=== Begin Enclosure ===
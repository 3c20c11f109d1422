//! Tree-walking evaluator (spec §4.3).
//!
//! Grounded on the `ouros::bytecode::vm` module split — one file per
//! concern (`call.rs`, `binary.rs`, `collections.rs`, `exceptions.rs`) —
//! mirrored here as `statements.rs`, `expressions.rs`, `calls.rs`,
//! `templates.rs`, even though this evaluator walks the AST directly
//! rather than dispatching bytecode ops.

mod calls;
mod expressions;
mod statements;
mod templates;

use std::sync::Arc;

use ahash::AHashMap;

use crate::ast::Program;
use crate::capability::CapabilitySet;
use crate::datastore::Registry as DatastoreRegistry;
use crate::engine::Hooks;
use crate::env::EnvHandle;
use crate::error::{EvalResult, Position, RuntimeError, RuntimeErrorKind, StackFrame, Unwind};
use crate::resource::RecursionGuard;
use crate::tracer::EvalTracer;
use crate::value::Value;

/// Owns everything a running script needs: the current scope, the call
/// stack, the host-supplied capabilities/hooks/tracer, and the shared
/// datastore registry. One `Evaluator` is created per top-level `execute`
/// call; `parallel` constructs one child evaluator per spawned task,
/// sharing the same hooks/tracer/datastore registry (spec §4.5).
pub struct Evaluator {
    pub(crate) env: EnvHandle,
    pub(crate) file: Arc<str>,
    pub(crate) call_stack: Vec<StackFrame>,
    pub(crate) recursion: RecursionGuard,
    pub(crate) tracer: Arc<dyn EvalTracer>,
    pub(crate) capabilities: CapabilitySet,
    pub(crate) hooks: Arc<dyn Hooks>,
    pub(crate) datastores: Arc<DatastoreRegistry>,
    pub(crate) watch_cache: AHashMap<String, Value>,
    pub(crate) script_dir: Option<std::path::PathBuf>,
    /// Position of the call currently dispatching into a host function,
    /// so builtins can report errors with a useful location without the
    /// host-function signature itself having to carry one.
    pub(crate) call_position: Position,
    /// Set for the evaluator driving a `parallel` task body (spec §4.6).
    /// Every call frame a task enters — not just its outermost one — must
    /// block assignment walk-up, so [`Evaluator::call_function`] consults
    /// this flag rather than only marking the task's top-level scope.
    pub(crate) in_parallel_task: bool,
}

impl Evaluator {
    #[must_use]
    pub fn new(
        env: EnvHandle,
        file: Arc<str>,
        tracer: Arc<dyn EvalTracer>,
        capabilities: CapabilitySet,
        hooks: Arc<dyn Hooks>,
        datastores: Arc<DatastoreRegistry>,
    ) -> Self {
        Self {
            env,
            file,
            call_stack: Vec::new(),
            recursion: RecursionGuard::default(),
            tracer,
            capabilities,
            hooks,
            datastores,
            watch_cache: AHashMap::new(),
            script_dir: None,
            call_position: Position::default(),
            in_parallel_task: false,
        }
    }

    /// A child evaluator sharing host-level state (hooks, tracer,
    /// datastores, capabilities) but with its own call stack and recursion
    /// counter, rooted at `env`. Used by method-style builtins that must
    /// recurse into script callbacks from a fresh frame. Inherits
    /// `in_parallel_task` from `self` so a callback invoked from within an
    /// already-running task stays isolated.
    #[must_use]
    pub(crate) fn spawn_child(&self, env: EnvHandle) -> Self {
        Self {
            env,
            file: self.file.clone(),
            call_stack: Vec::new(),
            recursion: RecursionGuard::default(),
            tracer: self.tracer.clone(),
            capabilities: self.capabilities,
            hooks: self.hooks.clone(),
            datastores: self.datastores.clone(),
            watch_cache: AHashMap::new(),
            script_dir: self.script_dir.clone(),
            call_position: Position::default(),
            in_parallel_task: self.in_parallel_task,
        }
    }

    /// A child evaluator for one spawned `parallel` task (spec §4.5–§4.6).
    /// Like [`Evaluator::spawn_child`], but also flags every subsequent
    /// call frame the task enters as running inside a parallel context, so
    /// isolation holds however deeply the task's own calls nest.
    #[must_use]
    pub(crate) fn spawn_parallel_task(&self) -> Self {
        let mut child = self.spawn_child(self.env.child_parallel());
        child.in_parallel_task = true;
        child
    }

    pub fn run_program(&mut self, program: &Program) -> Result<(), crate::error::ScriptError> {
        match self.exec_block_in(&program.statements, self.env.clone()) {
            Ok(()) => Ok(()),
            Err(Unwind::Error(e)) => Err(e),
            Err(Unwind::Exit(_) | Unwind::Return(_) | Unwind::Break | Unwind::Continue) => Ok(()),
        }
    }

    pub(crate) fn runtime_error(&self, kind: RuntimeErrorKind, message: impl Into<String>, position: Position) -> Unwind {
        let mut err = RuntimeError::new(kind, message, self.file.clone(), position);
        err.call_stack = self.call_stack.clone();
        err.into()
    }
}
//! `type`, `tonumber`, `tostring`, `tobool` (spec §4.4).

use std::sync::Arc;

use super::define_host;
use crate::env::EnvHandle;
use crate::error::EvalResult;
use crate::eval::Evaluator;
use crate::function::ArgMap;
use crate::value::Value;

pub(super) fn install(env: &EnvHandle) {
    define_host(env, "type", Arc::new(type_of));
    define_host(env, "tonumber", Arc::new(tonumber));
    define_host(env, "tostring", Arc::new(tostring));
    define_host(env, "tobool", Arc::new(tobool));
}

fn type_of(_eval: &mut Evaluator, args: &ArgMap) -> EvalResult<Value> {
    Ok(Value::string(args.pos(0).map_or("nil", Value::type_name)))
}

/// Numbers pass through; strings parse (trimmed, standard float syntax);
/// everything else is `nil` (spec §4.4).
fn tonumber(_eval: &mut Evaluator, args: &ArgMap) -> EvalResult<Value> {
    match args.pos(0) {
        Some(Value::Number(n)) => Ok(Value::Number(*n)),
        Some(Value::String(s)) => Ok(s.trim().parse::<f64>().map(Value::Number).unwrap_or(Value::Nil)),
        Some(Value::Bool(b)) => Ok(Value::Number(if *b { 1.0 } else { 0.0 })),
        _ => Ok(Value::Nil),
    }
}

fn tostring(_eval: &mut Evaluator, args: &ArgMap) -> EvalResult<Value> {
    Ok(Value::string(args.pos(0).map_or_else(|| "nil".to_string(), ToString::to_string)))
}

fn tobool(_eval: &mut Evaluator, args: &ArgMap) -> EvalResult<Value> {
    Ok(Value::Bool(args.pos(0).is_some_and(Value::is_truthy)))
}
=== End Enclosure ===
Instructions for the task:
Write out each entry once more, exactly as it was given.

The completed task:
repository 3c20c11f109d1422
//! Tree-walking evaluator (spec §4.3).
//!
//! Grounded on the `ouros::bytecode::vm` module split — one file per
//! concern (`call.rs`, `binary.rs`, `collections.rs`, `exceptions.rs`) —
//! mirrored here as `statements.rs`, `expressions.rs`, `calls.rs`,
//! `templates.rs`, even though this evaluator walks the AST directly
//! rather than dispatching bytecode ops.

mod calls;
mod expressions;
mod statements;
mod templates;

use std::sync::Arc;

use ahash::AHashMap;

use crate::ast::Program;
use crate::capability::CapabilitySet;
use crate::datastore::Registry as DatastoreRegistry;
use crate::engine::Hooks;
use crate::env::EnvHandle;
use crate::error::{EvalResult, Position, RuntimeError, RuntimeErrorKind, StackFrame, Unwind};
use crate::resource::RecursionGuard;
use crate::tracer::EvalTracer;
use crate::value::Value;

/// Owns everything a running script needs: the current scope, the call
/// stack, the host-supplied capabilities/hooks/tracer, and the shared
/// datastore registry. One `Evaluator` is created per top-level `execute`
/// call; `parallel` constructs one child evaluator per spawned task,
/// sharing the same hooks/tracer/datastore registry (spec §4.5).
pub struct Evaluator {
    pub(crate) env: EnvHandle,
    pub(crate) file: Arc<str>,
    pub(crate) call_stack: Vec<StackFrame>,
    pub(crate) recursion: RecursionGuard,
    pub(crate) tracer: Arc<dyn EvalTracer>,
    pub(crate) capabilities: CapabilitySet,
    pub(crate) hooks: Arc<dyn Hooks>,
    pub(crate) datastores: Arc<DatastoreRegistry>,
    pub(crate) watch_cache: AHashMap<String, Value>,
    pub(crate) script_dir: Option<std::path::PathBuf>,
    /// Position of the call currently dispatching into a host function,
    /// so builtins can report errors with a useful location without the
    /// host-function signature itself having to carry one.
    pub(crate) call_position: Position,
    /// Set for the evaluator driving a `parallel` task body (spec §4.6).
    /// Every call frame a task enters — not just its outermost one — must
    /// block assignment walk-up, so [`Evaluator::call_function`] consults
    /// this flag rather than only marking the task's top-level scope.
    pub(crate) in_parallel_task: bool,
}

impl Evaluator {
    #[must_use]
    pub fn new(
        env: EnvHandle,
        file: Arc<str>,
        tracer: Arc<dyn EvalTracer>,
        capabilities: CapabilitySet,
        hooks: Arc<dyn Hooks>,
        datastores: Arc<DatastoreRegistry>,
    ) -> Self {
        Self {
            env,
            file,
            call_stack: Vec::new(),
            recursion: RecursionGuard::default(),
            tracer,
            capabilities,
            hooks,
            datastores,
            watch_cache: AHashMap::new(),
            script_dir: None,
            call_position: Position::default(),
            in_parallel_task: false,
        }
    }

    /// A child evaluator sharing host-level state (hooks, tracer,
    /// datastores, capabilities) but with its own call stack and recursion
    /// counter, rooted at `env`. Used by method-style builtins that must
    /// recurse into script callbacks from a fresh frame. Inherits
    /// `in_parallel_task` from `self` so a callback invoked from within an
    /// already-running task stays isolated.
    #[must_use]
    pub(crate) fn spawn_child(&self, env: EnvHandle) -> Self {
        Self {
            env,
            file: self.file.clone(),
            call_stack: Vec::new(),
            recursion: RecursionGuard::default(),
            tracer: self.tracer.clone(),
            capabilities: self.capabilities,
            hooks: self.hooks.clone(),
            datastores: self.datastores.clone(),
            watch_cache: AHashMap::new(),
            script_dir: self.script_dir.clone(),
            call_position: Position::default(),
            in_parallel_task: self.in_parallel_task,
        }
    }

    /// A child evaluator for one spawned `parallel` task (spec §4.5–§4.6).
    /// Like [`Evaluator::spawn_child`], but also flags every subsequent
    /// call frame the task enters as running inside a parallel context, so
    /// isolation holds however deeply the task's own calls nest.
    #[must_use]
    pub(crate) fn spawn_parallel_task(&self) -> Self {
        let mut child = self.spawn_child(self.env.child_parallel());
        child.in_parallel_task = true;
        child
    }

    pub fn run_program(&mut self, program: &Program) -> Result<(), crate::error::ScriptError> {
        match self.exec_block_in(&program.statements, self.env.clone()) {
            Ok(()) => Ok(()),
            Err(Unwind::Error(e)) => Err(e),
            Err(Unwind::Exit(_) | Unwind::Return(_) | Unwind::Break | Unwind::Continue) => Ok(()),
        }
    }

    pub(crate) fn runtime_error(&self, kind: RuntimeErrorKind, message: impl Into<String>, position: Position) -> Unwind {
        let mut err = RuntimeError::new(kind, message, self.file.clone(), position);
        err.call_stack = self.call_stack.clone();
        err.into()
    }
}
//! `type`, `tonumber`, `tostring`, `tobool` (spec §4.4).

use std::sync::Arc;

use super::define_host;
use crate::env::EnvHandle;
use crate::error::EvalResult;
use crate::eval::Evaluator;
use crate::function::ArgMap;
use crate::value::Value;

pub(super) fn install(env: &EnvHandle) {
    define_host(env, "type", Arc::new(type_of));
    define_host(env, "tonumber", Arc::new(tonumber));
    define_host(env, "tostring", Arc::new(tostring));
    define_host(env, "tobool", Arc::new(tobool));
}

fn type_of(_eval: &mut Evaluator, args: &ArgMap) -> EvalResult<Value> {
    Ok(Value::string(args.pos(0).map_or("nil", Value::type_name)))
}

/// Numbers pass through; strings parse (trimmed, standard float syntax);
/// everything else is `nil` (spec §4.4).
fn tonumber(_eval: &mut Evaluator, args: &ArgMap) -> EvalResult<Value> {
    match args.pos(0) {
        Some(Value::Number(n)) => Ok(Value::Number(*n)),
        Some(Value::String(s)) => Ok(s.trim().parse::<f64>().map(Value::Number).unwrap_or(Value::Nil)),
        Some(Value::Bool(b)) => Ok(Value::Number(if *b { 1.0 } else { 0.0 })),
        _ => Ok(Value::Nil),
    }
}

fn tostring(_eval: &mut Evaluator, args: &ArgMap) -> EvalResult<Value> {
    Ok(Value::string(args.pos(0).map_or_else(|| "nil".to_string(), ToString::to_string)))
}

fn tobool(_eval: &mut Evaluator, args: &ArgMap) -> EvalResult<Value> {
    Ok(Value::Bool(args.pos(0).is_some_and(Value::is_truthy)))
}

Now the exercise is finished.